I love titles like that.
Anyway, I am intensely enjoying being back in Debian-space, and I am slowly accreting small mechanisms of usefulness around me. Vim keystrokes are bleeding out everywhere. My caps lock is now a Meta key, and springs up little windows when I dance on it.
I still quite like Gnome 3, although it took a sly upgrade to the unstable version of Debian (now pretty much stable, and pretty much called Wheezy) before it was really usable.
My biggest peeve was that it took a million years to start. I knew it wasn’t doing anything useful in that time. I suspected it was something to do with my Contacts list, which is huge, tied to Google Contacts, and also not doing much that was useful. Gnome Contacts is not a particularly well-excavated place right now, and it seems like tying it to the gnome-shell was a somewhat overambitious idea. I run strace on the gnome-shell process (as you do), and it confirmed that that was happening was that gnome-shell was excitedly counting my friends and their habits instead of doing something vaguely useful, like letting me run an application or two.

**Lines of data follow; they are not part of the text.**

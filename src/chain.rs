//! Per-chain Safe contract presets.
//!
//! Canonical contract sets from the Safe deployments repository:
//! <https://github.com/safe-global/safe-deployments>. The proxy creation
//! code can be read back from the factory, e.g.
//! <https://etherscan.io/address/0x4e1DCf7AD4e460CfD30791CCC4F9c8a4f820ec67#readContract#F2>.

use std::fmt::{self, Display, Formatter};
use std::num::ParseIntError;
use std::str::FromStr;

use crate::matcher::Address;

/// A chain a Safe can be deployed on, identified by chain ID.
#[derive(Clone, Copy, Debug, PartialEq, Eq)]
pub struct Chain(u128);

/// The canonical contract set for a chain, ready to drop into a
/// [`Configuration`](crate::config::Configuration).
#[derive(Clone, Debug)]
pub struct Contracts {
    /// The `SafeProxyFactory` address.
    pub proxy_factory: Address,
    /// The `SafeProxy` creation code.
    pub proxy_init_code: Vec<u8>,
    /// The singleton for the chain (`Safe` on mainnet, `SafeL2` elsewhere).
    pub singleton: Address,
    /// The `CompatibilityFallbackHandler` address.
    pub fallback_handler: Address,
}

impl Chain {
    /// Ethereum Mainnet.
    pub const fn ethereum() -> Self {
        Self(1)
    }

    pub fn id(&self) -> u128 {
        self.0
    }

    /// Returns the canonical contract set for this chain, or `None` if the
    /// chain has no known deployment.
    pub fn contracts(&self) -> Option<Contracts> {
        let (deployment, singleton) = match self.0 {
            1 => (&V1_4_1, Singleton::Safe),
            10 | 56 | 100 | 130 | 137 | 146 | 196 | 480 | 1101 | 5000 | 8453 | 42161 | 42220
            | 43114 | 57073 | 59144 | 80094 | 81457 | 84532 | 534352 | 11155111 | 1313161554 => {
                (&V1_4_1, Singleton::SafeL2)
            }
            10200 => (&V1_3_0, Singleton::SafeL2),
            _ => return None,
        };
        Some(deployment.contracts(singleton))
    }
}

impl Default for Chain {
    fn default() -> Self {
        Self::ethereum()
    }
}

impl Display for Chain {
    fn fmt(&self, f: &mut Formatter) -> fmt::Result {
        write!(f, "{}", self.0)
    }
}

impl FromStr for Chain {
    type Err = ParseIntError;

    fn from_str(s: &str) -> Result<Self, Self::Err> {
        let id = match s {
            "eth" => 1,
            "oeth" => 10,
            "bnb" => 56,
            "gno" => 100,
            "unichain" => 130,
            "matic" => 137,
            "sonic" => 146,
            "xlayer" => 196,
            "wc" => 480,
            "zkevm" => 1101,
            "mnt" => 5000,
            "base" => 8453,
            "chiado" => 10200,
            "arb1" => 42161,
            "celo" => 42220,
            "avax" => 43114,
            "ink" => 57073,
            "linea" => 59144,
            "berachain" => 80094,
            "blast" => 81457,
            "basesep" => 84532,
            "scr" => 534352,
            "sep" => 11155111,
            "aurora" => 1313161554,
            _ => {
                let (digits, radix) = match s.strip_prefix("0x") {
                    Some(digits) => (digits, 16),
                    None => (s, 10),
                };
                u128::from_str_radix(digits, radix)?
            }
        };
        Ok(Self(id))
    }
}

/// Which singleton a chain deploys behind the proxy.
#[derive(Clone, Copy)]
enum Singleton {
    Safe,
    SafeL2,
}

/// A versioned contract deployment, stored as hex for compile-time
/// embedding and decoded on demand.
struct Deployment {
    proxy_factory: &'static str,
    proxy_init_code: &'static str,
    safe: &'static str,
    safe_l2: &'static str,
    fallback_handler: &'static str,
}

impl Deployment {
    fn contracts(&'static self, singleton: Singleton) -> Contracts {
        // Static table entries are known-good hex.
        let address = |s: &str| s.parse().expect("static address");
        Contracts {
            proxy_factory: address(self.proxy_factory),
            proxy_init_code: hex::decode(self.proxy_init_code).expect("static init code"),
            singleton: address(match singleton {
                Singleton::Safe => self.safe,
                Singleton::SafeL2 => self.safe_l2,
            }),
            fallback_handler: address(self.fallback_handler),
        }
    }
}

static V1_4_1: Deployment = Deployment {
    proxy_factory: "4e1DCf7AD4e460CfD30791CCC4F9c8a4f820ec67",
    proxy_init_code: concat!(
        "608060405234801561001057600080fd5b506040516101e63803806101e68339",
        "818101604052602081101561003357600080fd5b810190808051906020019092",
        "9190505050600073ffffffffffffffffffffffffffffffffffffffff168173ff",
        "ffffffffffffffffffffffffffffffffffffff1614156100ca576040517f08c3",
        "79a0000000000000000000000000000000000000000000000000000000008152",
        "6004018080602001828103825260228152602001806101c46022913960400191",
        "505060405180910390fd5b806000806101000a81548173ffffffffffffffffff",
        "ffffffffffffffffffffff021916908373ffffffffffffffffffffffffffffff",
        "ffffffffff1602179055505060ab806101196000396000f3fe608060405273ff",
        "ffffffffffffffffffffffffffffffffffffff600054167fa619486e00000000",
        "0000000000000000000000000000000000000000000000006000351415605057",
        "8060005260206000f35b3660008037600080366000845af43d6000803e600081",
        "14156070573d6000fd5b3d6000f3fea264697066735822122003d1488ee65e08",
        "fa41e58e888a9865554c535f2c77126a82cb4c0f917f31441364736f6c634300",
        "07060033496e76616c69642073696e676c65746f6e2061646472657373207072",
        "6f7669646564",
    ),
    safe: "41675C099F32341bf84BFc5382aF534df5C7461a",
    safe_l2: "29fcB43b46531BcA003ddC8FCB67FFE91900C762",
    fallback_handler: "fd0732Dc9E303f09fCEf3a7388Ad10A83459Ec99",
};

static V1_3_0: Deployment = Deployment {
    proxy_factory: "a6B71E26C5e0845f74c812102Ca7114b6a896AB2",
    proxy_init_code: concat!(
        "608060405234801561001057600080fd5b506040516101e63803806101e68339",
        "818101604052602081101561003357600080fd5b810190808051906020019092",
        "9190505050600073ffffffffffffffffffffffffffffffffffffffff168173ff",
        "ffffffffffffffffffffffffffffffffffffff1614156100ca576040517f08c3",
        "79a0000000000000000000000000000000000000000000000000000000008152",
        "6004018080602001828103825260228152602001806101c46022913960400191",
        "505060405180910390fd5b806000806101000a81548173ffffffffffffffffff",
        "ffffffffffffffffffffff021916908373ffffffffffffffffffffffffffffff",
        "ffffffffff1602179055505060ab806101196000396000f3fe608060405273ff",
        "ffffffffffffffffffffffffffffffffffffff600054167fa619486e00000000",
        "0000000000000000000000000000000000000000000000006000351415605057",
        "8060005260206000f35b3660008037600080366000845af43d6000803e600081",
        "14156070573d6000fd5b3d6000f3fea2646970667358221220d1429297349653",
        "a4918076d650332de1a1068c5f3e07c5c82360c277770b955264736f6c634300",
        "07060033496e76616c69642073696e676c65746f6e2061646472657373207072",
        "6f7669646564",
    ),
    safe: "d9Db270c1B5E3Bd161E8c8503c55cEABeE709552",
    safe_l2: "3E5c63644E683549055b9Be8653de26E0B4CD36E",
    fallback_handler: "f48f2B2d2a534e402487b3ee7C18c33Aec0Fe5e4",
};

#[cfg(test)]
mod tests {
    use super::*;
    use crate::abi;
    use crate::config::Configuration;
    use crate::safe;

    #[test]
    fn parses_aliases_and_ids() {
        assert_eq!("eth".parse::<Chain>().unwrap(), Chain(1));
        assert_eq!("base".parse::<Chain>().unwrap(), Chain(8453));
        assert_eq!("100".parse::<Chain>().unwrap(), Chain(100));
        assert_eq!("0x64".parse::<Chain>().unwrap(), Chain(100));
        assert!("not-a-chain".parse::<Chain>().is_err());
    }

    #[test]
    fn mainnet_uses_safe_not_safe_l2() {
        let contracts = Chain::ethereum().contracts().unwrap();
        assert_eq!(
            contracts.singleton.to_checksum(),
            "0x41675C099F32341bf84BFc5382aF534df5C7461a"
        );
        let l2 = "base".parse::<Chain>().unwrap().contracts().unwrap();
        assert_eq!(
            l2.singleton.to_checksum(),
            "0x29fcB43b46531BcA003ddC8FCB67FFE91900C762"
        );
        assert_eq!(l2.proxy_factory, contracts.proxy_factory);
    }

    #[test]
    fn unknown_chain_has_no_contracts() {
        assert!("424242".parse::<Chain>().unwrap().contracts().is_none());
    }

    #[test]
    fn v1_4_1_init_code_digest() {
        let contracts = V1_4_1.contracts(Singleton::Safe);
        assert_eq!(
            abi::proxy_init_code_hash(&contracts.proxy_init_code, contracts.singleton),
            hex::decode("76733d705f71b79841c0ee960a0ca880f779cde7ef446c989e6d23efc0a4adfb")
                .unwrap()
                .as_slice(),
        );
    }

    #[test]
    fn v1_3_0_init_code_digest() {
        let contracts = V1_3_0.contracts(Singleton::Safe);
        assert_eq!(
            abi::proxy_init_code_hash(&contracts.proxy_init_code, contracts.singleton),
            hex::decode("56e3081a3d1bb38ed4eed1a39f7729c3cc77c7825794c15bbf326f3047fd779c")
                .unwrap()
                .as_slice(),
        );
    }

    /// Reproduces an actual mainnet v1.3.0 Safe deployment:
    /// <https://etherscan.io/tx/0x7b0615b648cb5b9ee366cd22af4e0e40fe90d67c0e140c6efdaabb20b3033a63>
    #[test]
    fn derives_real_mainnet_deployment_address() {
        let contracts = V1_3_0.contracts(Singleton::Safe);
        let config = Configuration {
            proxy_factory: contracts.proxy_factory,
            proxy_init_code: contracts.proxy_init_code,
            singleton: contracts.singleton,
            owners: vec![
                "5c8c76f2e990f194462dc5f8a8c76ba16966ed42".parse().unwrap(),
                "703f28830eeaaad54e786a839f6602ca098016a5".parse().unwrap(),
                "0e706a98f414f49a412107641c0820b0153ff5dc".parse().unwrap(),
                "173286fafabea063eeb3726ee5efd4ff414057b9".parse().unwrap(),
                "2f2806e8b288428f23707a69faa60f52bc565c17".parse().unwrap(),
                "4507cfb4b077d5dbddd520c701e30173d5b59fad".parse().unwrap(),
            ],
            threshold: 3,
            fallback_handler: Some(contracts.fallback_handler),
            setup: None,
        };

        let salt_nonce: [u8; 32] =
            hex::decode("0000000000000000000000000000000000000000000000000000018bbf9209f3")
                .unwrap()
                .try_into()
                .unwrap();
        assert_eq!(
            safe::Deployment::new(&config).address_for(&salt_nonce),
            "5836152812568244760ba356b5f3838aa5b672e0".parse().unwrap(),
        );
    }
}
//! ABI encoding for the Safe deployment calls.
//!
//! Hand-rolled encoders for the three fixed call shapes involved in a proxy
//! deployment: `Safe.setup`, `SafeToL2Setup.safeToL2Setup`, and
//! `SafeProxyFactory.createProxyWithNonce`. The head/tail offsets are
//! constant for these signatures, so no general-purpose ABI machinery is
//! needed.

use crate::crypto::keccak256_chunked;
use crate::matcher::Address;

/// `Safe.setup(address[],uint256,address,bytes,address,address,uint256,address)`
const SETUP_SELECTOR: [u8; 4] = [0xb6, 0x3e, 0x80, 0x0d];
/// `SafeToL2Setup.safeToL2Setup(address)`
const SAFE_TO_L2_SETUP_SELECTOR: [u8; 4] = [0xfe, 0x51, 0xf6, 0x43];
/// `SafeProxyFactory.createProxyWithNonce(address,bytes,uint256)`
const CREATE_PROXY_WITH_NONCE_SELECTOR: [u8; 4] = [0x16, 0x88, 0xf0, 0xb9];

/// Encodes the `safeToL2Setup` call that migrates the account to the L2
/// singleton during setup.
pub fn safe_to_l2_setup(singleton_l2: Address) -> Vec<u8> {
    let mut buffer = Vec::with_capacity(4 + 32);
    buffer.extend_from_slice(&SAFE_TO_L2_SETUP_SELECTOR);
    buffer.extend_from_slice(&addr(singleton_l2));
    buffer
}

/// Encodes the `Safe.setup` initializer calldata.
///
/// `to`/`data` carry an optional delegatecall executed during setup (the
/// `SafeToL2Setup` hook); both are zero/empty when unused. Payment fields
/// are always zero.
pub fn safe_setup(
    owners: &[Address],
    threshold: usize,
    to: Address,
    data: &[u8],
    fallback_handler: Address,
) -> Vec<u8> {
    let mut buffer = Vec::new();
    buffer.extend_from_slice(&SETUP_SELECTOR);
    buffer.extend_from_slice(&num(0x100)); // owners.offset
    buffer.extend_from_slice(&num(threshold));
    buffer.extend_from_slice(&addr(to));
    buffer.extend_from_slice(&num(0x120 + 0x20 * owners.len())); // data.offset
    buffer.extend_from_slice(&addr(fallback_handler));
    buffer.extend_from_slice(&addr(Address::zero())); // paymentToken
    buffer.extend_from_slice(&num(0)); // payment
    buffer.extend_from_slice(&addr(Address::zero())); // paymentReceiver
    buffer.extend_from_slice(&num(owners.len())); // owners.length
    for owner in owners {
        buffer.extend_from_slice(&addr(*owner));
    }
    buffer.extend_from_slice(&num(data.len()));
    buffer.extend_from_slice(data);
    buffer.extend_from_slice(padding(data.len()));
    buffer
}

/// Returns keccak256(proxy creation code || uint256(singleton)), the init
/// code hash the factory uses for CREATE2.
pub fn proxy_init_code_hash(proxy_init_code: &[u8], singleton: Address) -> [u8; 32] {
    keccak256_chunked(&[proxy_init_code, &addr(singleton)])
}

/// Encodes the `createProxyWithNonce` calldata sent to the proxy factory.
pub fn create_proxy_with_nonce(
    singleton: Address,
    initializer: &[u8],
    salt_nonce: [u8; 32],
) -> Vec<u8> {
    let mut buffer = Vec::new();
    buffer.extend_from_slice(&CREATE_PROXY_WITH_NONCE_SELECTOR);
    buffer.extend_from_slice(&addr(singleton));
    buffer.extend_from_slice(&num(0x60)); // initializer.offset
    buffer.extend_from_slice(&salt_nonce);
    buffer.extend_from_slice(&num(initializer.len()));
    buffer.extend_from_slice(initializer);
    buffer.extend_from_slice(padding(initializer.len()));
    buffer
}

/// A usize as a 32-byte big-endian word.
fn num(a: usize) -> [u8; 32] {
    let mut b = [0u8; 32];
    b[(32 - std::mem::size_of::<usize>())..].copy_from_slice(&a.to_be_bytes());
    b
}

/// An address left-padded to a 32-byte word.
fn addr(a: Address) -> [u8; 32] {
    let mut b = [0u8; 32];
    b[12..].copy_from_slice(a.as_bytes());
    b
}

/// Zero padding to round `len` up to a 32-byte boundary.
fn padding(len: usize) -> &'static [u8] {
    static ZERO: [u8; 32] = [0; 32];
    &ZERO[..(32 - len % 32) % 32]
}

#[cfg(test)]
mod tests {
    use super::*;

    fn address(s: &str) -> Address {
        s.parse().unwrap()
    }

    #[test]
    fn initializer_bytes() {
        assert_eq!(
            safe_setup(
                &[
                    address("aaaaaaaaaaaaaaaaaaaaaaaaaaaaaaaaaaaaaaaa"),
                    address("bbbbbbbbbbbbbbbbbbbbbbbbbbbbbbbbbbbbbbbb"),
                    address("cccccccccccccccccccccccccccccccccccccccc"),
                ],
                2,
                Address::zero(),
                &[],
                address("3333333333333333333333333333333333333333"),
            ),
            hex::decode(concat!(
                "b63e800d",
                "0000000000000000000000000000000000000000000000000000000000000100",
                "0000000000000000000000000000000000000000000000000000000000000002",
                "0000000000000000000000000000000000000000000000000000000000000000",
                "0000000000000000000000000000000000000000000000000000000000000180",
                "0000000000000000000000003333333333333333333333333333333333333333",
                "0000000000000000000000000000000000000000000000000000000000000000",
                "0000000000000000000000000000000000000000000000000000000000000000",
                "0000000000000000000000000000000000000000000000000000000000000000",
                "0000000000000000000000000000000000000000000000000000000000000003",
                "000000000000000000000000aaaaaaaaaaaaaaaaaaaaaaaaaaaaaaaaaaaaaaaa",
                "000000000000000000000000bbbbbbbbbbbbbbbbbbbbbbbbbbbbbbbbbbbbbbbb",
                "000000000000000000000000cccccccccccccccccccccccccccccccccccccccc",
                "0000000000000000000000000000000000000000000000000000000000000000",
            ))
            .unwrap(),
        );
    }

    #[test]
    fn initializer_with_l2_setup() {
        let data = safe_to_l2_setup(address("4444444444444444444444444444444444444444"));
        assert_eq!(
            safe_setup(
                &[
                    address("aaaaaaaaaaaaaaaaaaaaaaaaaaaaaaaaaaaaaaaa"),
                    address("bbbbbbbbbbbbbbbbbbbbbbbbbbbbbbbbbbbbbbbb"),
                    address("cccccccccccccccccccccccccccccccccccccccc"),
                ],
                2,
                address("3333333333333333333333333333333333333333"),
                &data,
                address("5555555555555555555555555555555555555555"),
            ),
            hex::decode(concat!(
                "b63e800d",
                "0000000000000000000000000000000000000000000000000000000000000100",
                "0000000000000000000000000000000000000000000000000000000000000002",
                "0000000000000000000000003333333333333333333333333333333333333333",
                "0000000000000000000000000000000000000000000000000000000000000180",
                "0000000000000000000000005555555555555555555555555555555555555555",
                "0000000000000000000000000000000000000000000000000000000000000000",
                "0000000000000000000000000000000000000000000000000000000000000000",
                "0000000000000000000000000000000000000000000000000000000000000000",
                "0000000000000000000000000000000000000000000000000000000000000003",
                "000000000000000000000000aaaaaaaaaaaaaaaaaaaaaaaaaaaaaaaaaaaaaaaa",
                "000000000000000000000000bbbbbbbbbbbbbbbbbbbbbbbbbbbbbbbbbbbbbbbb",
                "000000000000000000000000cccccccccccccccccccccccccccccccccccccccc",
                "0000000000000000000000000000000000000000000000000000000000000024",
                "fe51f643",
                "0000000000000000000000004444444444444444444444444444444444444444",
                "00000000000000000000000000000000000000000000000000000000",
            ))
            .unwrap(),
        );
    }

    #[test]
    fn create_proxy_calldata() {
        assert_eq!(
            create_proxy_with_nonce(
                address("2222222222222222222222222222222222222222"),
                &[0x01, 0x02, 0x03],
                [0xee; 32],
            ),
            hex::decode(concat!(
                "1688f0b9",
                "0000000000000000000000002222222222222222222222222222222222222222",
                "0000000000000000000000000000000000000000000000000000000000000060",
                "eeeeeeeeeeeeeeeeeeeeeeeeeeeeeeeeeeeeeeeeeeeeeeeeeeeeeeeeeeeeeeee",
                "0000000000000000000000000000000000000000000000000000000000000003",
                "0102030000000000000000000000000000000000000000000000000000000000",
            ))
            .unwrap(),
        );
    }

    #[test]
    fn padding_rounds_to_word() {
        assert_eq!(padding(0).len(), 0);
        assert_eq!(padding(32).len(), 0);
        assert_eq!(padding(4).len(), 28);
        assert_eq!(padding(33).len(), 31);
    }
}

In Gnome 3.5, it looks like they’ve finally disentangled gnome-shell and the contacts service, but Gnome 3.5 won’t be coming to Debian for a while. I vaguely considered trying to build it myself, but then I remembered — isn’t huge chunks of gnome-shell written in Javascript for exactly this kind of userland tweaking?
Sadly, the impressive gnome-shell extensions feature kicks in a little too late in the shell bootup process for it to wrench out the contacts support before the drooling begins, but I did find a line in the internal javascript code of gnome shell that, once killed, lets it boot up in non-geological time.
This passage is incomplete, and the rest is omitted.